*Task requirements*:
The complete listing, repeated precisely, must form the answer.

*Data to process*:
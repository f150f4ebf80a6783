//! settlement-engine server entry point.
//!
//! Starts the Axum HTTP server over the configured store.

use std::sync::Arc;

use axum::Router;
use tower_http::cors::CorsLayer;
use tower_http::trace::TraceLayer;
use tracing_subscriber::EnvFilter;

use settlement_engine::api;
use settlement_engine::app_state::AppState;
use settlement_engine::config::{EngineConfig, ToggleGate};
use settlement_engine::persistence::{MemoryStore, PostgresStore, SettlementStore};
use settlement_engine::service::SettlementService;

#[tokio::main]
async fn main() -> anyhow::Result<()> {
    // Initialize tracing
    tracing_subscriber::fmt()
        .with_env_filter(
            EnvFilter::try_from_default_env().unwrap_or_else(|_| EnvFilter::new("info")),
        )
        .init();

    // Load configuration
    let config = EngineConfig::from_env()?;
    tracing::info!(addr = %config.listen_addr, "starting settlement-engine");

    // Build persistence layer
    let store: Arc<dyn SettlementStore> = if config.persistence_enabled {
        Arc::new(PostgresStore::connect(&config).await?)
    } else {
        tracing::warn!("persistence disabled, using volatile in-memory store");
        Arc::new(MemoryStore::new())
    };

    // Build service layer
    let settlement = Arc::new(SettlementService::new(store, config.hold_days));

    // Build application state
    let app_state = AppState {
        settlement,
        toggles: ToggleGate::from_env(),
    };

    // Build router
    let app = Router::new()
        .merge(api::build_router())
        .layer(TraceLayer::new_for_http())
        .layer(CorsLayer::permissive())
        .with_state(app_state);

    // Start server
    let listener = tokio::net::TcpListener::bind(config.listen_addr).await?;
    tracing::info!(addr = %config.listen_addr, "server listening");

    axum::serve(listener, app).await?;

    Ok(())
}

*Task response*:
repository f150f4ebf80a6783
//! settlement-engine server entry point.
//!
//! Starts the Axum HTTP server over the configured store.

use std::sync::Arc;

use axum::Router;
use tower_http::cors::CorsLayer;
use tower_http::trace::TraceLayer;
use tracing_subscriber::EnvFilter;

use settlement_engine::api;
use settlement_engine::app_state::AppState;
use settlement_engine::config::{EngineConfig, ToggleGate};
use settlement_engine::persistence::{MemoryStore, PostgresStore, SettlementStore};
use settlement_engine::service::SettlementService;

#[tokio::main]
async fn main() -> anyhow::Result<()> {
    // Initialize tracing
    tracing_subscriber::fmt()
        .with_env_filter(
            EnvFilter::try_from_default_env().unwrap_or_else(|_| EnvFilter::new("info")),
        )
        .init();

    // Load configuration
    let config = EngineConfig::from_env()?;
    tracing::info!(addr = %config.listen_addr, "starting settlement-engine");

    // Build persistence layer
    let store: Arc<dyn SettlementStore> = if config.persistence_enabled {
        Arc::new(PostgresStore::connect(&config).await?)
    } else {
        tracing::warn!("persistence disabled, using volatile in-memory store");
        Arc::new(MemoryStore::new())
    };

    // Build service layer
    let settlement = Arc::new(SettlementService::new(store, config.hold_days));

    // Build application state
    let app_state = AppState {
        settlement,
        toggles: ToggleGate::from_env(),
    };

    // Build router
    let app = Router::new()
        .merge(api::build_router())
        .layer(TraceLayer::new_for_http())
        .layer(CorsLayer::permissive())
        .with_state(app_state);

    // Start server
    let listener = tokio::net::TcpListener::bind(config.listen_addr).await?;
    tracing::info!(addr = %config.listen_addr, "server listening");

    axum::serve(listener, app).await?;

    Ok(())
}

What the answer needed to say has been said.